We also know from cognitive research, that well organized content grouped into manageable chunks is better assimilated by learners that poorly organized content.
With this in mind, the focus of this post is to highlight obvious, but often overlooked rules related to training content. For a training program to be of high business value, the right content needs to be included in the program, the content needs to be well organized, and it needs to be presented in a manner that facilitates learning.
In this post, I’ve grouped criteria into three categories: (1) program content, (2) organization and flow, and (3) elaboration and presentation. Listed below are criteria associated with each category.

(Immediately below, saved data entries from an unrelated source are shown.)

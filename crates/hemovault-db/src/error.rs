//! # Database Error Types
//!
//! Error types for database operations.
//!
//! ## Error Flow
//! ```text
//! ┌─────────────────────────────────────────────────────────────────────────┐
//! │                    Error Propagation                                    │
//! │                                                                         │
//! │  SQLite Error (sqlx::Error)                                            │
//! │       │                                                                 │
//! │       ▼                                                                 │
//! │  DbError (this module) ← Adds context and categorization               │
//! │       │                                                                 │
//! │       ▼                                                                 │
//! │  EngineError / failure outcome (hemovault-engine)                      │
//! │       │                                                                 │
//! │       ▼                                                                 │
//! │  Caller sees a structured result, never a raw SQLite message           │
//! │                                                                         │
//! └─────────────────────────────────────────────────────────────────────────┘
//! ```
//!
//! `Busy` is the one retryable variant: the engine restarts the whole
//! transaction a bounded number of times before giving up.

use thiserror::Error;

/// Database operation errors.
///
/// These errors wrap sqlx errors and provide additional context
/// for debugging and user feedback.
#[derive(Debug, Error)]
pub enum DbError {
    /// Entity not found in database.
    ///
    /// ## When This Occurs
    /// - `fetch_one` returns no rows
    /// - ID doesn't exist
    /// - A guarded UPDATE matched no row
    #[error("{entity} not found: {id}")]
    NotFound { entity: String, id: String },

    /// Unique constraint violation.
    ///
    /// ## When This Occurs
    /// - Registering a donor or hospital with a duplicate email
    /// - Duplicate hospital license number
    #[error("Duplicate {field}: already exists")]
    UniqueViolation { field: String },

    /// Foreign key constraint violation.
    ///
    /// ## When This Occurs
    /// - Referencing non-existent donor_id / hospital_id / staff_id
    #[error("Foreign key violation: {message}")]
    ForeignKeyViolation { message: String },

    /// CHECK constraint violation.
    ///
    /// ## When This Occurs
    /// - A write would drive `units_available` below zero or
    ///   `units_fulfilled` past `units_requested`
    ///
    /// The write paths guard these conditions inside the UPDATE itself, so
    /// seeing this error means a code path skipped its guard.
    #[error("Check constraint violation: {message}")]
    CheckViolation { message: String },

    /// The database is locked by a concurrent writer.
    ///
    /// SQLite allows one writer at a time; when the busy timeout elapses or
    /// two transactions deadlock on lock upgrade, the losing statement fails
    /// with SQLITE_BUSY. Retryable: restart the transaction.
    #[error("Database busy: {message}")]
    Busy { message: String },

    /// Database connection failed.
    ///
    /// ## When This Occurs
    /// - Database file doesn't exist and can't be created
    /// - File permissions issue
    /// - Disk full
    #[error("Connection failed: {0}")]
    ConnectionFailed(String),

    /// Migration failed.
    #[error("Migration failed: {0}")]
    MigrationFailed(String),

    /// Query execution failed.
    #[error("Query failed: {0}")]
    QueryFailed(String),

    /// Pool exhausted (all connections in use).
    #[error("Connection pool exhausted")]
    PoolExhausted,

    /// Internal database error.
    #[error("Internal database error: {0}")]
    Internal(String),
}

impl DbError {
    /// Creates a NotFound error for a given entity type and ID.
    pub fn not_found(entity: impl Into<String>, id: impl ToString) -> Self {
        DbError::NotFound {
            entity: entity.into(),
            id: id.to_string(),
        }
    }

    /// Whether retrying the enclosing transaction can succeed.
    ///
    /// Only lock contention qualifies; constraint and logic errors will fail
    /// the same way every time.
    pub fn is_retryable(&self) -> bool {
        matches!(self, DbError::Busy { .. })
    }
}

/// Convert sqlx errors to DbError.
///
/// ## Error Mapping
/// ```text
/// sqlx::Error::RowNotFound    → DbError::NotFound
/// sqlx::Error::Database       → Analyze message for constraint/busy type
/// sqlx::Error::PoolTimedOut   → DbError::PoolExhausted
/// Other                       → DbError::Internal
/// ```
impl From<sqlx::Error> for DbError {
    fn from(err: sqlx::Error) -> Self {
        match err {
            sqlx::Error::RowNotFound => DbError::NotFound {
                entity: "Record".to_string(),
                id: "unknown".to_string(),
            },

            sqlx::Error::Database(db_err) => {
                let msg = db_err.message();

                // SQLite constraint errors carry the detail only in the
                // message text:
                //   "UNIQUE constraint failed: <table>.<column>"
                //   "FOREIGN KEY constraint failed"
                //   "CHECK constraint failed: <table>"
                //   "database is locked" / "database table is locked"
                if msg.contains("UNIQUE constraint failed") {
                    let field = msg
                        .split("UNIQUE constraint failed: ")
                        .nth(1)
                        .unwrap_or("unknown")
                        .to_string();
                    DbError::UniqueViolation { field }
                } else if msg.contains("FOREIGN KEY constraint failed") {
                    DbError::ForeignKeyViolation {
                        message: msg.to_string(),
                    }
                } else if msg.contains("CHECK constraint failed") {
                    DbError::CheckViolation {
                        message: msg.to_string(),
                    }
                } else if msg.contains("database is locked")
                    || msg.contains("database table is locked")
                {
                    DbError::Busy {
                        message: msg.to_string(),
                    }
                } else {
                    DbError::QueryFailed(msg.to_string())
                }
            }

            sqlx::Error::PoolTimedOut => DbError::PoolExhausted,

            sqlx::Error::PoolClosed => DbError::ConnectionFailed("Pool is closed".to_string()),

            _ => DbError::Internal(err.to_string()),
        }
    }
}

impl From<sqlx::migrate::MigrateError> for DbError {
    fn from(err: sqlx::migrate::MigrateError) -> Self {
        DbError::MigrationFailed(err.to_string())
    }
}

/// Result type for database operations.
pub type DbResult<T> = Result<T, DbError>;

// =============================================================================
// Unit Tests
// =============================================================================

#[cfg(test)]
mod tests {
    use super::*;

    #[test]
    fn test_only_busy_is_retryable() {
        let busy = DbError::Busy {
            message: "database is locked".to_string(),
        };
        assert!(busy.is_retryable());

        assert!(!DbError::not_found("Donor", 42).is_retryable());
        assert!(!DbError::PoolExhausted.is_retryable());
        assert!(!DbError::CheckViolation {
            message: "CHECK constraint failed: blood_stock".to_string(),
        }
        .is_retryable());
    }

    #[test]
    fn test_not_found_message() {
        let err = DbError::not_found("Hospital", 7);
        assert_eq!(err.to_string(), "Hospital not found: 7");
    }
}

- The overall breadth and depth of the training content is well matched to the program’s goal
- Prerequisite knowledge and skills, assumed in the design of the training program, are clearly identified
- The means to attain the prerequisite knowledge and skills are identified and made available to the learners
- The content of the program is well matched to the prior knowledge of the target audience, reducing content redundancies and gaps
- The content of the program is comprehensive, factually accurate, and current
- The content of the program is consistent with the organization’s processes and procedures
Organization and Flow
- An overview is provided at the beginning of the program (and each section) to provide learners with a clear picture of how the content is organized
- Content is organized in an appropriate sequence, such as hierarchically, procedurally, deductively, inductively, or by increasing complexity
- Content is chunked into smaller segments to facilitate learning and comprehension
- Clear transitions are used between sections to bridge one segment to the next, help learners understand the connection, and help the content flow
- Graphic organizers are provided to help learners organize content conceptually
- Concluding statements are used at the end of a section or program to draw closure to the learning experience
Elaboration and Presentation
- Important points are highlighted and emphasized
- Visual displays including maps, tables, charts, and pictures are used to facilitate the communication of information
- Both examples and non-examples are used to illustrate a concept or make a point
- Examples and analogies that are well matched to the organization are used to enhance understanding of the content
- Learners are encouraged to elaborate on the content by formulating their own examples and analogies
- Stories that are well matched to the organization are used to enliven the content and communicate a point
This post highlights rules for selecting, organizing, and presenting training content. While the rules may be viewed as “common sense,” they are often overlooked. Meanwhile, the business value of a training program is dependent upon the training content. In addition, design decisions regarding the use of different training methods, strategies, and media are based upon the training content.
In closing, for a training program to be of high business value, the right content needs to be included in the program, the content needs to be well organized, and it needs to be presented in a manner that facilitates learning.